Owner’s Draw: How to Properly Pay Yourself from Your LLC in 2026

The “Personal Wallet” Trap

The biggest mistake new LLC owners make in 2026 is treating their business bank account like a personal ATM. If you pay for your groceries or Netflix with your Mercury or Relay card, you are “piercing the corporate veil.” This means that if your LLC is sued, your personal assets (car, house, savings) could be at risk.

What is an Owner’s Draw?

As a non-resident owner of a Single-Member LLC (Disregarded Entity), you don’t technically receive a “salary” with a W-2 form. Instead, you take an Owner’s Draw. This is simply a transfer of funds from your business account to your personal account.

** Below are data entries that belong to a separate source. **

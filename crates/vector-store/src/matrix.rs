use crate::error::{Result, VectorStoreError};
use serde::{Deserialize, Serialize};
use std::path::Path;

pub const EMBEDDING_MATRIX_SCHEMA_VERSION: u32 = 1;

/// The embedding vectors produced for a snippet corpus, in corpus order:
/// row i belongs to the snippet at position i.
#[derive(Debug, Clone, PartialEq)]
pub struct EmbeddingMatrix {
    dimension: usize,
    rows: Vec<Vec<f32>>,
}

#[derive(Serialize, Deserialize)]
struct PersistedEmbeddingMatrix {
    schema_version: u32,
    dimension: usize,
    rows: Vec<Vec<f32>>,
}

impl EmbeddingMatrix {
    pub fn new(dimension: usize, rows: Vec<Vec<f32>>) -> Result<Self> {
        if let Some(bad) = rows.iter().find(|row| row.len() != dimension) {
            return Err(VectorStoreError::InvalidDimension {
                expected: dimension,
                actual: bad.len(),
            });
        }
        Ok(Self { dimension, rows })
    }

    #[must_use]
    pub const fn dimension(&self) -> usize {
        self.dimension
    }

    #[must_use]
    pub fn len(&self) -> usize {
        self.rows.len()
    }

    #[must_use]
    pub fn is_empty(&self) -> bool {
        self.rows.is_empty()
    }

    #[must_use]
    pub fn rows(&self) -> &[Vec<f32>] {
        &self.rows
    }

    pub fn into_rows(self) -> Vec<Vec<f32>> {
        self.rows
    }

    pub async fn save(&self, path: impl AsRef<Path>) -> Result<()> {
        let path = path.as_ref().to_path_buf();
        if let Some(parent) = path.parent() {
            tokio::fs::create_dir_all(parent).await?;
        }
        let persisted = PersistedEmbeddingMatrix {
            schema_version: EMBEDDING_MATRIX_SCHEMA_VERSION,
            dimension: self.dimension,
            rows: self.rows.clone(),
        };
        let bytes = bincode::serialize(&persisted)?;
        let tmp = path.with_extension("bin.tmp");
        tokio::fs::write(&tmp, bytes).await?;
        tokio::fs::rename(&tmp, &path).await?;
        Ok(())
    }

    pub async fn load(path: impl AsRef<Path>) -> Result<Self> {
        let bytes = tokio::fs::read(path.as_ref()).await?;
        let persisted: PersistedEmbeddingMatrix = bincode::deserialize(&bytes)?;
        if persisted.schema_version != EMBEDDING_MATRIX_SCHEMA_VERSION {
            return Err(VectorStoreError::SchemaVersion {
                expected: EMBEDDING_MATRIX_SCHEMA_VERSION,
                found: persisted.schema_version,
            });
        }
        Self::new(persisted.dimension, persisted.rows)
    }
}

#[cfg(test)]
mod tests {
    use super::*;
    use pretty_assertions::assert_eq;
    use tempfile::TempDir;

    #[tokio::test]
    async fn matrix_roundtrip_preserves_rows_bit_for_bit() {
        let tmp = TempDir::new().unwrap();
        let path = tmp.path().join("embeddings.bin");

        let matrix = EmbeddingMatrix::new(
            3,
            vec![
                vec![0.1, f32::MIN_POSITIVE, -0.0],
                vec![1.0e-30, 2.5, -7.125],
            ],
        )
        .unwrap();
        matrix.save(&path).await.unwrap();

        let loaded = EmbeddingMatrix::load(&path).await.unwrap();
        assert_eq!(loaded.dimension(), 3);
        assert_eq!(loaded.len(), 2);
        for (a, b) in loaded.rows().iter().flatten().zip(matrix.rows().iter().flatten()) {
            assert_eq!(a.to_bits(), b.to_bits());
        }
    }

    #[test]
    fn rejects_ragged_rows() {
        let err = EmbeddingMatrix::new(3, vec![vec![0.0, 1.0]]).unwrap_err();
        assert!(matches!(
            err,
            VectorStoreError::InvalidDimension {
                expected: 3,
                actual: 2
            }
        ));
    }
}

The Correct Way to Transfer Funds

  1. Transfer, Don’t Spend: Never pay for personal items directly from the business account. Instead, transfer the exact amount you need to your personal bank account.
  2. Document the Transaction: In your accounting software (like QuickBooks or Xero), categorize this transfer as “Owner’s Draw” or “Equity Distribution.”
  3. Frequency: In 2026, it is best practice to do this on a set schedule (e.g., once a month or once every two weeks) to show the IRS that the business is organized and predictable.

Tax Implications for Non-Residents

Taking an Owner’s Draw is not a taxable event in itself. Since your LLC is a “pass-through” entity, you are taxed on the profits the LLC makes, regardless of whether you leave the money in the business account or move it to your personal pocket.

  • Note: Ensure you are keeping enough in the business account to cover upcoming expenses and any potential state franchise taxes.

The 2026 Strategy: Digital Wallets

Many international owners in 2026 use platforms like Wise or Revolut as their “personal” destination for these draws. This allows you to receive USD from your LLC and convert it to your local currency with minimal fees.